Crossland Construction Company Inc.
- Company type: Private
- Industry: Engineering
- Founded: 1978
- Headquarters: Columbus, Kansas
- Key people: Ivan Crossland Jr.(CEO), John Priest (President), Bennie Crossland (Chairman of the Board), Curt Crossland (President of Midwest Division), Mike Crossland (President of Texas Region), Patrick Crossland (Chief Development Officer), and David Allison (Chief Administrative Officer)
- Website: http://www.crossland.com/

= Crossland Construction Company =

Crossland Construction Company is a contracting company based in Columbus, Kansas. Founded in 1978, the company has worked on projects for a variety of customers, including Harley Davidson, Sam’s Club, and Embassy Suites. It has expanded to nine offices in Kansas, Arkansas, Oklahoma, Missouri, Texas, and Colorado is licensed to operate in 37 states.

==History==
In 1990, Ivan Crossland Sr., diagnosed with cancer, began to train his six sons to take over the company. While still chief executive officer, Crossland Sr. launched Crossland Heavy Contractors with the help of his sons in 1993. Crossland Heavy Contractors is ranked among the top 100 environmental firms in the United States.

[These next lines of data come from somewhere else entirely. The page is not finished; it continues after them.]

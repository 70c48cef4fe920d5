use std::sync::Mutex;
use std::sync::atomic::{AtomicUsize, Ordering};

use lopdf::content::{Content, Operation};
use lopdf::{Document, Object, Stream, dictionary};

use crate::providers::{ChatModel, Embedder};
use crate::{AppError, Result};

/// Bag-of-words embedder over a fixed vocabulary, normalised to unit length.
/// Texts sharing vocabulary words end up close to each other.
pub struct KeywordEmbedder {
    vocabulary: Vec<String>,
    document_calls: AtomicUsize,
    query_calls: AtomicUsize,
}

impl KeywordEmbedder {
    pub fn new(vocabulary: &[&str]) -> Self {
        Self {
            vocabulary: vocabulary.iter().map(|w| w.to_lowercase()).collect(),
            document_calls: AtomicUsize::new(0),
            query_calls: AtomicUsize::new(0),
        }
    }

    pub fn document_calls(&self) -> usize {
        self.document_calls.load(Ordering::SeqCst)
    }

    pub fn query_calls(&self) -> usize {
        self.query_calls.load(Ordering::SeqCst)
    }

    fn vector(&self, text: &str) -> Vec<f32> {
        let lower = text.to_lowercase();
        // The trailing component keeps texts without vocabulary words off the origin.
        let mut vector: Vec<f32> = self
            .vocabulary
            .iter()
            .map(|word| lower.matches(word.as_str()).count() as f32)
            .chain(std::iter::once(0.01))
            .collect();
        let norm = vector.iter().map(|v| v * v).sum::<f32>().sqrt();
        for v in &mut vector {
            *v /= norm;
        }
        vector
    }
}

impl Embedder for KeywordEmbedder {
    fn embed_documents(&self, texts: &[String]) -> Result<Vec<Vec<f32>>> {
        self.document_calls.fetch_add(1, Ordering::SeqCst);
        Ok(texts.iter().map(|t| self.vector(t)).collect())
    }

    fn embed_query(&self, text: &str) -> Result<Vec<f32>> {
        self.query_calls.fetch_add(1, Ordering::SeqCst);
        Ok(self.vector(text))
    }
}

/// Chat model that records prompts and replies with a fixed answer
pub struct ScriptedChat {
    reply: String,
    prompts: Mutex<Vec<String>>,
}

impl ScriptedChat {
    pub fn new(reply: &str) -> Self {
        Self {
            reply: reply.to_string(),
            prompts: Mutex::new(Vec::new()),
        }
    }

    pub fn prompts(&self) -> Vec<String> {
        self.prompts.lock().expect("prompt lock poisoned").clone()
    }
}

impl ChatModel for ScriptedChat {
    fn complete(&self, prompt: &str) -> Result<String> {
        self.prompts
            .lock()
            .expect("prompt lock poisoned")
            .push(prompt.to_string());
        Ok(self.reply.clone())
    }
}

/// Provider whose key was never configured
pub struct KeylessProvider;

impl Embedder for KeylessProvider {
    fn embed_documents(&self, _texts: &[String]) -> Result<Vec<Vec<f32>>> {
        Err(missing_key())
    }

    fn embed_query(&self, _text: &str) -> Result<Vec<f32>> {
        Err(missing_key())
    }
}

impl ChatModel for KeylessProvider {
    fn complete(&self, _prompt: &str) -> Result<String> {
        Err(missing_key())
    }
}

fn missing_key() -> AppError {
    AppError::MissingApiKey {
        var: "OPENAI_API_KEY".to_string(),
    }
}

/// Build a PDF with one line of text per page
pub fn build_pdf(page_texts: &[&str]) -> Vec<u8> {
    let mut doc = Document::with_version("1.5");
    let pages_id = doc.new_object_id();
    let font_id = doc.add_object(dictionary! {
        "Type" => "Font",
        "Subtype" => "Type1",
        "BaseFont" => "Courier",
    });
    let resources_id = doc.add_object(dictionary! {
        "Font" => dictionary! { "F1" => font_id },
    });

    let mut kids: Vec<Object> = Vec::new();
    for text in page_texts {
        let content = Content {
            operations: vec![
                Operation::new("BT", vec![]),
                Operation::new("Tf", vec!["F1".into(), 12.into()]),
                Operation::new("Td", vec![72.into(), 720.into()]),
                Operation::new("Tj", vec![Object::string_literal(*text)]),
                Operation::new("ET", vec![]),
            ],
        };
        let content_id = doc.add_object(Stream::new(
            dictionary! {},
            content.encode().expect("content should encode"),
        ));
        let page_id = doc.add_object(dictionary! {
            "Type" => "Page",
            "Parent" => pages_id,
            "Contents" => content_id,
        });
        kids.push(page_id.into());
    }

    let page_count = kids.len() as i64;
    doc.objects.insert(
        pages_id,
        Object::Dictionary(dictionary! {
            "Type" => "Pages",
            "Kids" => kids,
            "Count" => page_count,
            "Resources" => resources_id,
            "MediaBox" => vec![0.into(), 0.into(), 612.into(), 792.into()],
        }),
    );
    let catalog_id = doc.add_object(dictionary! {
        "Type" => "Catalog",
        "Pages" => pages_id,
    });
    doc.trailer.set("Root", catalog_id);

    let mut bytes = Vec::new();
    doc.save_to(&mut bytes).expect("pdf should serialize");
    bytes
}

The company provides construction services in a variety of markets including water treatment plants, utilities, transportation, athletic facilities, community, educational, hotels, housing, industrial, healthcare, office, religious, retail, and infrastructure.

Ivan Crossland Sr. died of cancer in 2002. Ivan Crossland, Jr. assumed the role of chief executive officer, John Priest is now company president, Bennie Crossland is chairman of the board, Curt Crossland is president of their Midwest Division, Mike Crossland is president of the Texas Region, Patrick Crossland is the chief development officer, and David Allison is the chief administrative officer.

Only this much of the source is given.